I was reading the recent thread "Your Taste for Cigars" and it got me thinking. It wasn't the first or the most comprehensive thread to bring up the issue of breaking up the experience of a cigar into thirds, but it was the one that got me to finally wonder, "is there really such a thing as three stages of smoking development?" Or, was this simply a convenient framework for evaluating the smoking experience?
Well, I'm tending toward the latter explanation as the the current state of affairs, most likely based to some degree actual experience. By this, I mean that a cigar clearly changes in character from freshly lit to nub, but why three stages? Why not top half and bottom half, or twelfths? Well, I'm proposing that it's nothing more than convenience. One stage is clearly too few and five, well, that's too many, especially for something as small as a minutos. So three is a good compromise and is the minimal quantity that covers the conceptual landmarks beginning, middle, end.

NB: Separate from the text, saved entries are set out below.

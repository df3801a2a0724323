//! MXML outline.
//!
//! An MXML document declares one class named after the file. The root tag names
//! the base class, `<fx:Script>` blocks contribute ActionScript members, and
//! child component tags become references (and typed public variables when
//! they carry an `id`).

use indexmap::IndexMap;
use quick_xml::events::{BytesStart, Event};
use quick_xml::reader::Reader;
use rustc_hash::FxHashMap;
use smol_str::{format_smolstr, SmolStr};

use super::ast::*;
use super::parser::{parse_members, Parse, SyntaxError};
use crate::base::{QName, TextRange, TextSize};

/// The MXML 2009 language namespace.
pub const MXML_2009: &str = "http://ns.adobe.com/mxml/2009";
/// The MXML 2006 language namespace.
pub const MXML_2006: &str = "http://www.adobe.com/2006/mxml";

/// Component manifests: namespace URI to (tag name to qualified class name).
pub type Manifests = IndexMap<SmolStr, IndexMap<SmolStr, SmolStr>>;

/// Language tags that are not component instances.
const LANGUAGE_TAGS: &[&str] = &[
    "Script",
    "Declarations",
    "Style",
    "Metadata",
    "Binding",
    "Library",
    "Definition",
    "Private",
    "Component",
    "Reparent",
];

/// Language tags whose content is opaque to the outline.
const OPAQUE_TAGS: &[&str] = &["Style", "Metadata", "Library", "Private", "Component"];

/// Parse an MXML document declaring `class`.
pub(crate) fn parse_mxml(text: &str, class: &QName, manifests: &Manifests) -> Parse {
    let mut outline = Outline::new(text, manifests);
    outline.run();

    let end = TextSize::from(text.len() as u32);
    let class_node = ClassNode {
        name: class.name().into(),
        name_range: outline.root_name_range,
        attributes: Attributes {
            namespace: NamespaceAttr::Public,
            ..Attributes::default()
        },
        meta: Vec::new(),
        extends: outline.base,
        implements: outline.implements,
        members: outline.members,
        range: TextRange::new(TextSize::from(0), end),
    };
    let package = PackageNode {
        name: class.package().into(),
        items: vec![Item::Class(class_node)],
        range: TextRange::new(TextSize::from(0), end),
    };

    Parse {
        file: FileNode::new(vec![Item::Package(package)]),
        errors: outline.errors,
    }
}

#[derive(Debug, Default)]
struct Frame {
    script: bool,
    opaque: bool,
}

struct Outline<'a> {
    text: &'a str,
    manifests: &'a Manifests,
    namespaces: FxHashMap<SmolStr, SmolStr>,
    stack: Vec<Frame>,
    base: Option<TypeRefNode>,
    implements: Vec<TypeRefNode>,
    root_name_range: TextRange,
    members: Vec<Item>,
    components: BodyNode,
    errors: Vec<SyntaxError>,
}

impl<'a> Outline<'a> {
    fn new(text: &'a str, manifests: &'a Manifests) -> Self {
        Self {
            text,
            manifests,
            namespaces: FxHashMap::default(),
            stack: Vec::new(),
            base: None,
            implements: Vec::new(),
            root_name_range: TextRange::empty(TextSize::from(0)),
            members: Vec::new(),
            components: BodyNode::default(),
            errors: Vec::new(),
        }
    }

    fn run(&mut self) {
        let mut reader = Reader::from_str(self.text);
        reader.config_mut().trim_text(false);

        loop {
            let before = reader.buffer_position() as usize;
            let event = reader.read_event();
            let after = reader.buffer_position() as usize;
            match event {
                Ok(Event::Start(start)) => {
                    let frame = self.element(&start, before);
                    self.stack.push(frame);
                }
                Ok(Event::Empty(start)) => {
                    self.element(&start, before);
                }
                Ok(Event::End(_)) => {
                    self.stack.pop();
                }
                Ok(Event::CData(cdata)) => {
                    if self.in_script() {
                        let content = cdata.into_inner();
                        let offset = after.saturating_sub(3 + content.len());
                        self.script(offset, after.saturating_sub(3));
                    }
                }
                Ok(Event::Text(raw)) => {
                    if self.in_script() && !raw.iter().all(u8::is_ascii_whitespace) {
                        self.script(before, after);
                    }
                }
                Ok(Event::Eof) => break,
                Ok(_) => {}
                Err(err) => {
                    let at = TextSize::from(reader.error_position() as u32);
                    self.errors.push(SyntaxError {
                        message: format!("malformed MXML: {err}"),
                        range: TextRange::empty(at.min(TextSize::from(self.text.len() as u32))),
                    });
                    break;
                }
            }
        }

        if self.base.is_none() && self.errors.is_empty() {
            self.errors.push(SyntaxError {
                message: "MXML document has no root element".into(),
                range: TextRange::empty(TextSize::from(0)),
            });
        }
        if !self.components.references.is_empty() {
            self.components.range = TextRange::new(
                TextSize::from(0),
                TextSize::from(self.text.len() as u32),
            );
            self.members
                .push(Item::Statements(std::mem::take(&mut self.components)));
        }
    }

    fn in_script(&self) -> bool {
        self.stack.last().is_some_and(|frame| frame.script)
    }

    fn in_opaque(&self) -> bool {
        self.stack.iter().any(|frame| frame.opaque)
    }

    fn script(&mut self, start: usize, end: usize) {
        let Some(source) = self.text.get(start..end) else {
            return;
        };
        let parse = parse_members(source, TextSize::from(start as u32));
        self.members.extend(parse.file.items);
        self.errors.extend(parse.errors);
    }

    fn element(&mut self, start: &BytesStart<'_>, offset: usize) -> Frame {
        let is_root = self.stack.is_empty() && self.base.is_none();
        if self.in_opaque() {
            return Frame {
                script: false,
                opaque: true,
            };
        }

        let raw_name = String::from_utf8_lossy(start.name().as_ref()).into_owned();
        let name_start = TextSize::from(offset as u32 + 1);
        let name_range = TextRange::at(name_start, TextSize::from(raw_name.len() as u32));
        let (prefix, local) = match raw_name.split_once(':') {
            Some((prefix, local)) => (prefix, local),
            None => ("", raw_name.as_str()),
        };

        let mut id = None;
        let mut implements = None;
        for attribute in start.attributes().flatten() {
            let key = String::from_utf8_lossy(attribute.key.as_ref()).into_owned();
            let Ok(value) = attribute.unescape_value() else {
                continue;
            };
            if key == "xmlns" {
                self.namespaces.insert(SmolStr::default(), value.as_ref().into());
            } else if let Some(ns_prefix) = key.strip_prefix("xmlns:") {
                self.namespaces.insert(ns_prefix.into(), value.as_ref().into());
            } else if key == "id" {
                id = Some(SmolStr::from(value.as_ref()));
            } else if key == "implements" && is_root {
                implements = Some(value.into_owned());
            }
        }

        let uri = self.namespaces.get(prefix).cloned();
        let is_language = uri.as_deref().is_some_and(|uri| {
            (uri == MXML_2009 || uri == MXML_2006) && LANGUAGE_TAGS.contains(&local)
        });

        if is_language {
            if is_root {
                self.error(name_range, format!("'{raw_name}' cannot be the root of a component"));
            }
            return Frame {
                script: local == "Script",
                opaque: OPAQUE_TAGS.contains(&local),
            };
        }

        // Lowercase tags set properties of the parent, e.g. `<s:layout>`.
        if !is_root && local.starts_with(|c: char| c.is_ascii_lowercase()) {
            return Frame::default();
        }

        let Some(type_name) = self.resolve_tag(uri.as_deref(), local) else {
            self.error(name_range, format!("cannot resolve component tag '{raw_name}'"));
            return Frame::default();
        };

        if is_root {
            self.root_name_range = name_range;
            self.base = Some(TypeRefNode::new(type_name, name_range));
            if let Some(list) = implements {
                self.implements = list
                    .split(',')
                    .map(str::trim)
                    .filter(|name| !name.is_empty())
                    .map(|name| TypeRefNode::new(name, name_range))
                    .collect();
            }
        } else {
            if let Some(id) = id {
                self.members.push(Item::Variable(VariableNode {
                    name: id,
                    name_range,
                    is_const: false,
                    attributes: Attributes {
                        namespace: NamespaceAttr::Public,
                        ..Attributes::default()
                    },
                    meta: vec![MetaTagNode {
                        name: "Bindable".into(),
                        attributes: Vec::new(),
                        range: name_range,
                    }],
                    type_ref: Some(TypeRefNode::new(type_name.clone(), name_range)),
                    initializer: None,
                    range: name_range,
                }));
            }
            self.components.references.push(ExprRefNode {
                chain: type_name,
                is_call: true,
                range: name_range,
            });
        }
        Frame::default()
    }

    /// Map a tag to a class name through its namespace URI.
    fn resolve_tag(&self, uri: Option<&str>, local: &str) -> Option<SmolStr> {
        let uri = uri?;
        if uri == "*" {
            return Some(local.into());
        }
        if let Some(package) = uri.strip_suffix(".*") {
            return Some(format_smolstr!("{package}.{local}"));
        }
        if let Some(entry) = self.manifests.get(uri).and_then(|m| m.get(local)) {
            return Some(entry.clone());
        }
        // fx:Object, fx:String and friends are top-level classes.
        if uri == MXML_2009 {
            return Some(local.into());
        }
        None
    }

    fn error(&mut self, range: TextRange, message: String) {
        self.errors.push(SyntaxError { message, range });
    }
}

#[cfg(test)]
mod tests {
    use super::*;

    fn manifests() -> Manifests {
        let mut spark = IndexMap::new();
        spark.insert(SmolStr::new("Group"), SmolStr::new("spark.components.Group"));
        spark.insert(SmolStr::new("Button"), SmolStr::new("spark.components.Button"));
        let mut manifests = Manifests::new();
        manifests.insert("library://ns.adobe.com/flex/spark".into(), spark);
        manifests
    }

    fn class_of(parse: &Parse) -> &ClassNode {
        let package = parse.file.packages().next().unwrap();
        match &package.items[0] {
            Item::Class(class) => class,
            other => panic!("expected class, got {other:?}"),
        }
    }

    #[test]
    fn test_root_tag_names_base_class() {
        let text = r#"<?xml version="1.0"?>
<s:Group xmlns:fx="http://ns.adobe.com/mxml/2009"
         xmlns:s="library://ns.adobe.com/flex/spark"
         xmlns:local="views.*">
    <s:layout><s:VerticalLayout/></s:layout>
    <s:Button id="okButton"/>
    <local:Badge/>
</s:Group>"#;
        let parse = parse_mxml(text, &QName::new("views", "Panel"), &manifests());
        let class = class_of(&parse);

        assert_eq!(class.name, "Panel");
        assert_eq!(class.extends.as_ref().unwrap().name, "spark.components.Group");

        let Item::Variable(button) = &class.members[0] else {
            panic!("expected id variable");
        };
        assert_eq!(button.name, "okButton");
        assert_eq!(button.type_ref.as_ref().unwrap().name, "spark.components.Button");

        let Item::Statements(refs) = class.members.last().unwrap() else {
            panic!("expected component references");
        };
        let chains: Vec<&str> = refs.references.iter().map(|r| r.chain.as_str()).collect();
        assert_eq!(chains, vec!["spark.components.Button", "views.Badge"]);
    }

    #[test]
    fn test_script_block_contributes_members() {
        let text = r#"<local:Base xmlns:fx="http://ns.adobe.com/mxml/2009" xmlns:local="*">
    <fx:Script>
        <![CDATA[
            import pkg.Helper;
            public function get label():String { return Helper.describe(this); }
        ]]>
    </fx:Script>
</local:Base>"#;
        let parse = parse_mxml(text, &QName::top_level("Main"), &Manifests::new());
        assert!(parse.errors.is_empty(), "{:?}", parse.errors);
        let class = class_of(&parse);
        assert_eq!(class.extends.as_ref().unwrap().name, "Base");

        assert!(matches!(&class.members[0], Item::Import(i) if i.target == "pkg.Helper"));
        let Item::Function(label) = &class.members[1] else {
            panic!("expected getter");
        };
        assert_eq!(label.accessor, Some(AccessorKind::Getter));
        let start = usize::from(label.name_range.start());
        assert_eq!(&text[start..start + 5], "label");
    }

    #[test]
    fn test_unknown_namespace_is_reported() {
        let text = r#"<x:Thing xmlns:x="urn:unknown"/>"#;
        let parse = parse_mxml(text, &QName::top_level("Main"), &Manifests::new());
        assert!(!parse.errors.is_empty());
        assert!(class_of(&parse).extends.is_none());
    }
}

Okay, so that was the easy part. My real question is a bit more thought provoking. And that is, should we force evaluation into thirds? Or, should we make note of the character changes as a measure of the cigar? That is, stages of transition as a response variable and not a rigid framework. What would be the benefit of such an approach? Well, perhaps not much more than simply letting the cigar tell the smoker where the breaks are. But, if we allow that perhaps some characteristic of the blend can affect how many and where changes take place, maybe that information can be used as a diagnostic or probe. Like more seco, more transitions and of a particular progression. More ligero, less dramatic transitions and fewer detected.
What do you guys think? Just noodling out here.